Il duello con l’Arezzo è ormai entrato nella sua fase più intensa. Due squadre diverse, per caratteristiche e filosofia, ma unite dallo stesso obiettivo: la promozione. Una corsa punto a punto che si deciderà nei dettagli, forse anche nei più piccoli.

Numeri da capolista, ma classifica amara

Se si guardano i dati, l’Ascoli ha poco da invidiare a chi occupa la vetta. Il miglior attacco del campionato, con 57 reti segnate, e una delle difese più solide, con appena 21 gol subiti. Numeri che raccontano una squadra completa, equilibrata, capace di esprimere un calcio efficace e spettacolare.

Eppure, tutto questo potrebbe non bastare.

Il regolamento, infatti, premia gli scontri diretti. E in questo caso specifico, a fare la differenza è un solo gol. Il 2-0 subito al Del Duca pesa più del 2-1 conquistato in Toscana, consegnando il vantaggio all’Arezzo in caso di arrivo a pari punti.

Una situazione che lascia spazio a più di una riflessione. Perché una stagione intera rischia di essere decisa da un dettaglio minimo, che non sempre riesce a rappresentare il reale valore espresso in campo.

Quattro finali e uno sguardo su Arezzo

A questo punto, il percorso è chiaro: l’Ascoli non può più permettersi passi falsi. Servono quattro vittorie nelle ultime quattro partite, un filotto perfetto per continuare a credere nella promozione diretta.
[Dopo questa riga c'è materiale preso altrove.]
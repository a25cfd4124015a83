//! Runtime library: wrappers, byte strings, the base64 codec and lists.

use super::Call;
use crate::error::Fault;
use crate::value::{Boxed, Object, Value};
use base64::Engine;
use base64::engine::general_purpose::STANDARD;
use rhizome_quill_ir::{NativeType, RefType};
use std::cell::RefCell;

fn list(items: Vec<Value>) -> Value {
    Value::object(Object::List(RefCell::new(items)))
}

fn bytes_arg<'c>(call: &'c Call<'_>, idx: usize) -> Result<&'c [u8], Fault> {
    match call.object_arg(idx)? {
        Object::ByteArray(bytes) | Object::ByteString(bytes) => Ok(bytes),
        other => Err(call.cast_error("byte[]", other)),
    }
}

fn list_arg<'c>(call: &'c Call<'_>, idx: usize) -> Result<&'c RefCell<Vec<Value>>, Fault> {
    match call.object_arg(idx)? {
        Object::List(items) => Ok(items),
        other => Err(call.cast_error("List", other)),
    }
}

fn int_arg(call: &Call<'_>, idx: usize) -> Result<i32, Fault> {
    match call.arg(idx)? {
        Value::Int(n) => Ok(*n),
        other => Err(call.bad_operand("int", other)),
    }
}

fn call_wrapper(prim: &NativeType, call: &Call<'_>) -> Result<Option<Value>, Fault> {
    let result = match (prim, call.name()) {
        (NativeType::Long, "to_string") => match call.arg(0)? {
            Value::Long(n) => Value::text(n.to_string()),
            other => return Err(call.bad_operand("long", other)),
        },
        (NativeType::Long, "parse") => {
            let text = call.text_arg(0)?;
            let n = text
                .parse::<i64>()
                .map_err(|_| Fault::NumberFormat(text.to_string()))?;
            Value::Long(n)
        }
        (NativeType::Bool, "boolean_value") => {
            let receiver = call.receiver()?;
            Value::Bool(
                receiver
                    .as_bool()
                    .ok_or_else(|| call.bad_operand("Wrapper<bool>", receiver))?,
            )
        }
        _ => return Ok(None),
    };
    Ok(Some(result))
}

fn call_number(call: &Call<'_>) -> Result<Option<Value>, Fault> {
    let receiver = call.receiver()?;
    let result = match call.name() {
        "long_value" => Value::Long(
            receiver
                .as_long()
                .ok_or_else(|| call.bad_operand("Number", receiver))?,
        ),
        "double_value" => Value::Double(
            receiver
                .as_double()
                .or_else(|| receiver.as_long().map(|n| n as f64))
                .ok_or_else(|| call.bad_operand("Number", receiver))?,
        ),
        _ => return Ok(None),
    };
    Ok(Some(result))
}

fn call_object(call: &Call<'_>) -> Result<Option<Value>, Fault> {
    if call.name() != "to_string" {
        return Ok(None);
    }
    let text = match call.receiver_object()? {
        Object::Text(s) => s.clone(),
        Object::Boxed(Boxed::Text(s)) => s.clone(),
        other => other.to_string(),
    };
    Ok(Some(Value::text(text)))
}

fn call_byte_string(call: &Call<'_>) -> Result<Option<Value>, Fault> {
    let result = match call.name() {
        "copy_from" => Value::object(Object::ByteString(bytes_arg(call, 0)?.to_vec())),
        "to_byte_array" => match call.receiver_object()? {
            Object::ByteString(bytes) => Value::object(Object::ByteArray(bytes.clone())),
            other => return Err(call.cast_error("ByteString", other)),
        },
        _ => return Ok(None),
    };
    Ok(Some(result))
}

fn call_codec(call: &Call<'_>) -> Result<Option<Value>, Fault> {
    let result = match call.name() {
        "base64" => Value::object(Object::Codec),
        "encode" => Value::text(STANDARD.encode(bytes_arg(call, 0)?)),
        "decode" => {
            let text = call.text_arg(0)?;
            let bytes = STANDARD
                .decode(text)
                .map_err(|err| Fault::IllegalArgument(format!("bad base64 {:?}: {}", text, err)))?;
            Value::object(Object::ByteArray(bytes))
        }
        _ => return Ok(None),
    };
    Ok(Some(result))
}

fn call_list(call: &Call<'_>) -> Result<Option<Value>, Fault> {
    let items = match call.receiver_object()? {
        Object::List(items) => items,
        other => return Err(call.cast_error("List", other)),
    };
    let result = match call.name() {
        "size" => Value::Int(i32::try_from(items.borrow().len()).unwrap_or(i32::MAX)),
        "get" => {
            let idx = int_arg(call, 0)?;
            let items = items.borrow();
            usize::try_from(idx)
                .ok()
                .and_then(|idx| items.get(idx))
                .cloned()
                .ok_or_else(|| {
                    Fault::IllegalArgument(format!(
                        "index {} out of bounds for length {}",
                        idx,
                        items.len()
                    ))
                })?
        }
        "add" => {
            items.borrow_mut().push(call.arg(0)?.clone());
            Value::Bool(true)
        }
        _ => return Ok(None),
    };
    Ok(Some(result))
}

fn call_runtime(call: &Call<'_>) -> Result<Option<Value>, Fault> {
    let result = match call.name() {
        "new_list" => list(Vec::new()),
        "provider" => Value::object(Object::Provider(call.arg(0)?.clone())),
        "resolve_all" => {
            let resolved = list_arg(call, 0)?
                .borrow()
                .iter()
                .map(|item| match item.as_object() {
                    Some(Object::Provider(inner)) => inner.clone(),
                    _ => item.clone(),
                })
                .collect();
            list(resolved)
        }
        _ => return Ok(None),
    };
    Ok(Some(result))
}

pub(super) fn call(call: &Call<'_>) -> Result<Option<Value>, Fault> {
    match &call.method.owner {
        RefType::Wrapper(prim) => call_wrapper(prim, call),
        RefType::Number => call_number(call),
        RefType::Object => call_object(call),
        RefType::ByteString => call_byte_string(call),
        RefType::Codec => call_codec(call),
        RefType::List => call_list(call),
        RefType::Runtime => call_runtime(call),
        _ => Ok(None),
    }
}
Ma non basterà. Perché oltre ai propri risultati, i bianconeri dovranno guardare anche a ciò che farà l’Arezzo. Un passo falso degli amaranto potrebbe cambiare tutto, riaprendo definitivamente i giochi.

È una situazione che aggiunge pressione, ma anche adrenalina. Perché ogni giornata può ribaltare gli equilibri, ogni partita può scrivere una nuova pagina.

L’Ascoli, però, ha dimostrato di avere le qualità per restare in corsa fino alla fine. Il gioco c’è, la condizione anche, e la convinzione cresce partita dopo partita.

Ora resta solo da vedere se questo percorso troverà il finale che merita. Perché a volte il calcio è giusto. Ma altre volte, basta davvero un gol per cambiare tutto.